Lack of funding has been the hallmark in global outbreak response—often the support comes later, when the outbreak is reaching a zenith, and not at the initial stage when it would do the most good. “We [really] need better point-of-care diagnostic tools,” adds Lasry. “We need rapid diagnostic tests that are easy to use and are also not expensive.”
Those diagnostic tools may already be on the way. Learning from the Ebola outbreak, many governments and agencies are beefing up their surveillance and response capabilities. The WHO recently announced it was doing a full overhaul following criticism of its poor and haphazard response to Ebola, and President Obama has requested almost two million dollars to develop an effective response system to this Zika epidemic, which should inevitably help with similar outbreaks in the future.
The private sector is also rallying for solutions. Health workers in the field were effectively able to start getting the Ebola virus under control thanks to the invention of more sophisticated but easy to use rapid diagnostic tests (though we must note the rapid tests also increased the possibility for misdiagnosis in some cases). Increased funding for malaria in the past several years has also seen an exponential improvement in diagnostic and response tools in the field, which also experienced a recent marked decrease in fatal infection.
One promising innovation is Kinsa’s Smart Thermometer, a device that not only allows users to record and track temperature fluctuations on their phones (it plugs straight into the headset jack) but also lets them upload that information to the cloud, where researchers can track and analyze the data and spot potential outbreaks early.
This kind of interplay between data, technology, and medical knowledge can potentially be incredibly useful in slowing the spread of epidemics, according to the Journal of the American Medical Association (JAMA). If used widely, at a population level, Kina’s approach could provide a way of tracking, predicting, and possibly preventing the spread of contagious illnesses.
The thermometer works because “there’s a social aspect to disease,” explains Qian Qian Tang, Kinsa’s director of hardware. “Contagious diseases usually occur in pockets; they’re more concentrated than diffuse.” The proof is already in the pudding with FLUency™, Kinsa’s schools case study.

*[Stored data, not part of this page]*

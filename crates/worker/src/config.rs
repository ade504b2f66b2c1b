use std::path::PathBuf;
use std::time::Duration;

/// A configuration variable held a value that could not be used.
#[derive(Debug, Clone, PartialEq, Eq, thiserror::Error)]
pub enum ConfigError {
    #[error("{var} must be {expected}, got '{value}'")]
    Invalid {
        var: &'static str,
        value: String,
        expected: &'static str,
    },
}

/// Which HTTP contract the render backend speaks.
#[derive(Debug, Clone, Copy, PartialEq, Eq)]
pub enum BackendDialect {
    ComfyUi,
    Generic,
}

/// Worker configuration loaded from environment variables.
///
/// All fields have defaults suitable for a worker running next to a local
/// ComfyUI instance.
#[derive(Debug, Clone, PartialEq)]
pub struct WorkerConfig {
    pub backend_url: String,
    pub dialect: BackendDialect,
    pub poll_interval: Duration,
    pub max_wait: Duration,
    pub poll_backoff_multiplier: f64,
    pub poll_max_interval: Duration,
    /// How long to wait for the backend to come up before a job.
    pub ready_timeout: Duration,
    /// Timeout for each individual HTTP request.
    pub request_timeout: Duration,
    pub workflow_template: PathBuf,
    /// Publish fetched outputs here; publishing is off when unset.
    pub output_dir: Option<PathBuf>,
}

impl WorkerConfig {
    /// Load configuration from the process environment.
    ///
    /// | Env Var                   | Default                  |
    /// |---------------------------|--------------------------|
    /// | `COMFY_URL`               | `http://127.0.0.1:8188`  |
    /// | `BACKEND_DIALECT`         | `comfyui`                |
    /// | `POLL_INTERVAL_MS`        | `1000`                   |
    /// | `MAX_WAIT_SECS`           | `300`                    |
    /// | `POLL_BACKOFF_MULTIPLIER` | `1.0`                    |
    /// | `POLL_MAX_INTERVAL_MS`    | `10000`                  |
    /// | `READY_TIMEOUT_SECS`      | `120`                    |
    /// | `REQUEST_TIMEOUT_SECS`    | `30`                     |
    /// | `WORKFLOW_TEMPLATE`       | `workflows/faceswap.json`|
    /// | `OUTPUT_DIR`              | unset                    |
    pub fn from_env() -> Result<Self, ConfigError> {
        Self::from_lookup(|var| std::env::var(var).ok())
    }

    /// Load configuration through `lookup` instead of the process
    /// environment.
    pub fn from_lookup<F>(lookup: F) -> Result<Self, ConfigError>
    where
        F: Fn(&str) -> Option<String>,
    {
        let get = |var: &str| lookup(var).map(|v| v.trim().to_string()).filter(|v| !v.is_empty());

        let backend_url = get("COMFY_URL")
            .unwrap_or_else(|| "http://127.0.0.1:8188".into())
            .trim_end_matches('/')
            .to_string();

        let dialect = match get("BACKEND_DIALECT").as_deref() {
            None | Some("comfyui") => BackendDialect::ComfyUi,
            Some("generic") => BackendDialect::Generic,
            Some(other) => {
                return Err(ConfigError::Invalid {
                    var: "BACKEND_DIALECT",
                    value: other.to_string(),
                    expected: "'comfyui' or 'generic'",
                })
            }
        };

        let poll_interval = Duration::from_millis(parse_u64(&get, "POLL_INTERVAL_MS", 1000)?);
        let max_wait = Duration::from_secs(parse_u64(&get, "MAX_WAIT_SECS", 300)?);
        let poll_max_interval =
            Duration::from_millis(parse_u64(&get, "POLL_MAX_INTERVAL_MS", 10_000)?);
        let ready_timeout = Duration::from_secs(parse_u64(&get, "READY_TIMEOUT_SECS", 120)?);
        let request_timeout = Duration::from_secs(parse_u64(&get, "REQUEST_TIMEOUT_SECS", 30)?);

        let poll_backoff_multiplier = match get("POLL_BACKOFF_MULTIPLIER") {
            None => 1.0,
            Some(raw) => match raw.parse::<f64>() {
                Ok(m) if m.is_finite() && m >= 1.0 => m,
                _ => {
                    return Err(ConfigError::Invalid {
                        var: "POLL_BACKOFF_MULTIPLIER",
                        value: raw,
                        expected: "a number >= 1.0",
                    })
                }
            },
        };

        if poll_interval.is_zero() {
            return Err(ConfigError::Invalid {
                var: "POLL_INTERVAL_MS",
                value: "0".into(),
                expected: "a positive integer",
            });
        }

        Ok(Self {
            backend_url,
            dialect,
            poll_interval,
            max_wait,
            poll_backoff_multiplier,
            poll_max_interval,
            ready_timeout,
            request_timeout,
            workflow_template: get("WORKFLOW_TEMPLATE")
                .unwrap_or_else(|| "workflows/faceswap.json".into())
                .into(),
            output_dir: get("OUTPUT_DIR").map(PathBuf::from),
        })
    }
}

fn parse_u64(
    get: &impl Fn(&str) -> Option<String>,
    var: &'static str,
    default: u64,
) -> Result<u64, ConfigError> {
    match get(var) {
        None => Ok(default),
        Some(raw) => raw.parse().map_err(|_| ConfigError::Invalid {
            var,
            value: raw,
            expected: "a non-negative integer",
        }),
    }
}
//! Workflow submission.

use std::sync::Arc;

use faceswap_core::graph::GraphDocument;
use faceswap_core::types::JobHandle;

use crate::backend::{BackendError, RenderBackend};
use crate::retry::RetryPolicy;

/// Sends patched workflows to the render backend.
///
/// Submits once by default: a submission that timed out may still have
/// been queued, so retrying is opt-in through the [`RetryPolicy`].
pub struct JobSubmitter {
    backend: Arc<dyn RenderBackend>,
    policy: RetryPolicy,
}

impl JobSubmitter {
    pub fn new(backend: Arc<dyn RenderBackend>) -> Self {
        Self::with_policy(backend, RetryPolicy::single_attempt())
    }

    pub fn with_policy(backend: Arc<dyn RenderBackend>, policy: RetryPolicy) -> Self {
        Self { backend, policy }
    }

    /// Submit `doc` and return the backend's job handle.
    ///
    /// Rejections keep the backend's raw response body, which usually
    /// names the offending node.
    pub async fn submit(&self, doc: &GraphDocument) -> Result<JobHandle, BackendError> {
        let mut delay = self.policy.first_delay();
        let mut attempt = 0u32;

        loop {
            attempt += 1;
            match self.backend.submit(doc).await {
                Ok(job) => {
                    tracing::info!(
                        job_id = %job,
                        attempt,
                        nodes = doc.len(),
                        backend = self.backend.base_url(),
                        "Workflow submitted",
                    );
                    return Ok(job);
                }
                Err(e) if self.policy.should_retry(&e, attempt) => {
                    tracing::warn!(
                        attempt,
                        delay_ms = delay.as_millis() as u64,
                        error = %e,
                        "Submission failed, retrying",
                    );
                    tokio::time::sleep(delay).await;
                    delay = self.policy.next_delay(delay);
                }
                Err(e) => {
                    tracing::error!(attempt, error = %e, "Workflow submission failed");
                    return Err(e);
                }
            }
        }
    }
}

By providing Smart Thermometers to children in hundreds of schools across the country, parents were able to monitor their children’s temperature spikes and share their symptoms on the phone app. This also helped parents contain the spread of contagious illnesses in two ways: First, by making diaognisis easier, as they could easily see what kinds of diseases are going around the school. And second, by knowing when to keep kids home from school.
Further down the line, Tang says that Kinsa wants to expand this functionality to fit the device into a fully integrated platform. This platform would allow the data to feed into a real-time, geo-located interactive health map that would display the locations of various outbreaks, which could potentially aid authorities as they determine where to direct their resources.

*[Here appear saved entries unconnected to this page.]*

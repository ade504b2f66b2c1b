//! Publishing fetched output artifacts.
//!
//! After a job completes, [`publish_all`] downloads each artifact from the
//! render backend and hands the bytes to an [`ArtifactPublisher`]. A
//! failure to fetch or publish one artifact is logged and recorded as a
//! missing locator; it never fails the job result.

use std::path::{Component, Path, PathBuf};

use async_trait::async_trait;
use serde::Serialize;

use faceswap_comfyui::backend::{BackendError, RenderBackend};
use faceswap_core::status::OutputArtifact;

/// Errors from publishing a single artifact.
#[derive(Debug, thiserror::Error)]
pub enum PublishError {
    #[error("Artifact name '{name}' is not a plain relative path")]
    InvalidName { name: String },

    #[error("Failed to write {path}: {source}")]
    Io {
        path: String,
        #[source]
        source: std::io::Error,
    },

    #[error("Failed to fetch artifact: {0}")]
    Fetch(#[from] BackendError),
}

/// Stores artifact bytes somewhere callers can reach them.
#[async_trait]
pub trait ArtifactPublisher: Send + Sync {
    /// Store `bytes` and return a locator (URL) for them.
    async fn publish(&self, artifact: &OutputArtifact, bytes: &[u8]) -> Result<String, PublishError>;
}

/// An artifact descriptor with the locator it was published under, if any.
#[derive(Debug, Clone, PartialEq, Eq, Serialize)]
pub struct PublishedArtifact {
    #[serde(flatten)]
    pub artifact: OutputArtifact,
    pub locator: Option<String>,
}

/// Writes artifacts below a local directory, mirroring their subgroup.
///
/// Artifacts of kind `output` land at `root/subgroup/name`; any other kind
/// gets its own top-level directory (`root/temp/subgroup/name`) so equally
/// named outputs of different kinds never overwrite each other.
#[derive(Debug, Clone)]
pub struct LocalDirectoryPublisher {
    root: PathBuf,
}

impl LocalDirectoryPublisher {
    pub fn new(root: impl Into<PathBuf>) -> Self {
        Self { root: root.into() }
    }

    pub fn root(&self) -> &Path {
        &self.root
    }

    fn target_path(&self, artifact: &OutputArtifact) -> Result<PathBuf, PublishError> {
        let mut path = self.root.clone();
        if !artifact.kind.is_empty() && artifact.kind != "output" {
            path.push(plain_relative(&artifact.kind)?);
        }
        if !artifact.subgroup.is_empty() {
            path.push(plain_relative(&artifact.subgroup)?);
        }
        path.push(plain_relative(&artifact.name)?);
        Ok(path)
    }
}

#[async_trait]
impl ArtifactPublisher for LocalDirectoryPublisher {
    async fn publish(&self, artifact: &OutputArtifact, bytes: &[u8]) -> Result<String, PublishError> {
        let path = self.target_path(artifact)?;
        if let Some(parent) = path.parent() {
            tokio::fs::create_dir_all(parent).await.map_err(io_error(parent))?;
        }
        tokio::fs::write(&path, bytes).await.map_err(io_error(&path))?;
        let absolute = tokio::fs::canonicalize(&path).await.map_err(io_error(&path))?;

        Ok(format!("file://{}", absolute.display()))
    }
}

fn io_error(path: &Path) -> impl FnOnce(std::io::Error) -> PublishError {
    let path = path.display().to_string();
    move |source| PublishError::Io { path, source }
}

/// Accept only names made of normal path components.
fn plain_relative(name: &str) -> Result<&Path, PublishError> {
    let path = Path::new(name);
    let plain = !name.is_empty() && path.components().all(|c| matches!(c, Component::Normal(_)));
    if plain {
        Ok(path)
    } else {
        Err(PublishError::InvalidName {
            name: name.to_string(),
        })
    }
}

/// Fetch every artifact from `backend` and publish it.
///
/// Returns one entry per artifact, in input order. Entries whose fetch or
/// publish failed carry `locator: None`.
pub async fn publish_all(
    backend: &dyn RenderBackend,
    publisher: &dyn ArtifactPublisher,
    artifacts: &[OutputArtifact],
) -> Vec<PublishedArtifact> {
    let mut published = Vec::with_capacity(artifacts.len());

    for artifact in artifacts {
        let locator = match publish_one(backend, publisher, artifact).await {
            Ok(locator) => {
                tracing::info!(artifact = %artifact.name, locator = %locator, "Artifact published");
                Some(locator)
            }
            Err(e) => {
                tracing::warn!(artifact = %artifact.name, error = %e, "Failed to publish artifact");
                None
            }
        };
        published.push(PublishedArtifact {
            artifact: artifact.clone(),
            locator,
        });
    }

    published
}

async fn publish_one(
    backend: &dyn RenderBackend,
    publisher: &dyn ArtifactPublisher,
    artifact: &OutputArtifact,
) -> Result<String, PublishError> {
    let bytes = backend.fetch_artifact(artifact).await?;
    publisher.publish(artifact, &bytes).await
}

Yet these kinds of tools are just one piece of the puzzle. The rest needs to fall into place, too. “We need more [than surveillance],” says Lasry. “We also need to make sure the political will is there… Responding to outbreaks quickly [in the developing world] needs to be a bigger part of the global health and security agenda… We need to look at all the neglected diseases, not just the ones that make it out of the [developing world].”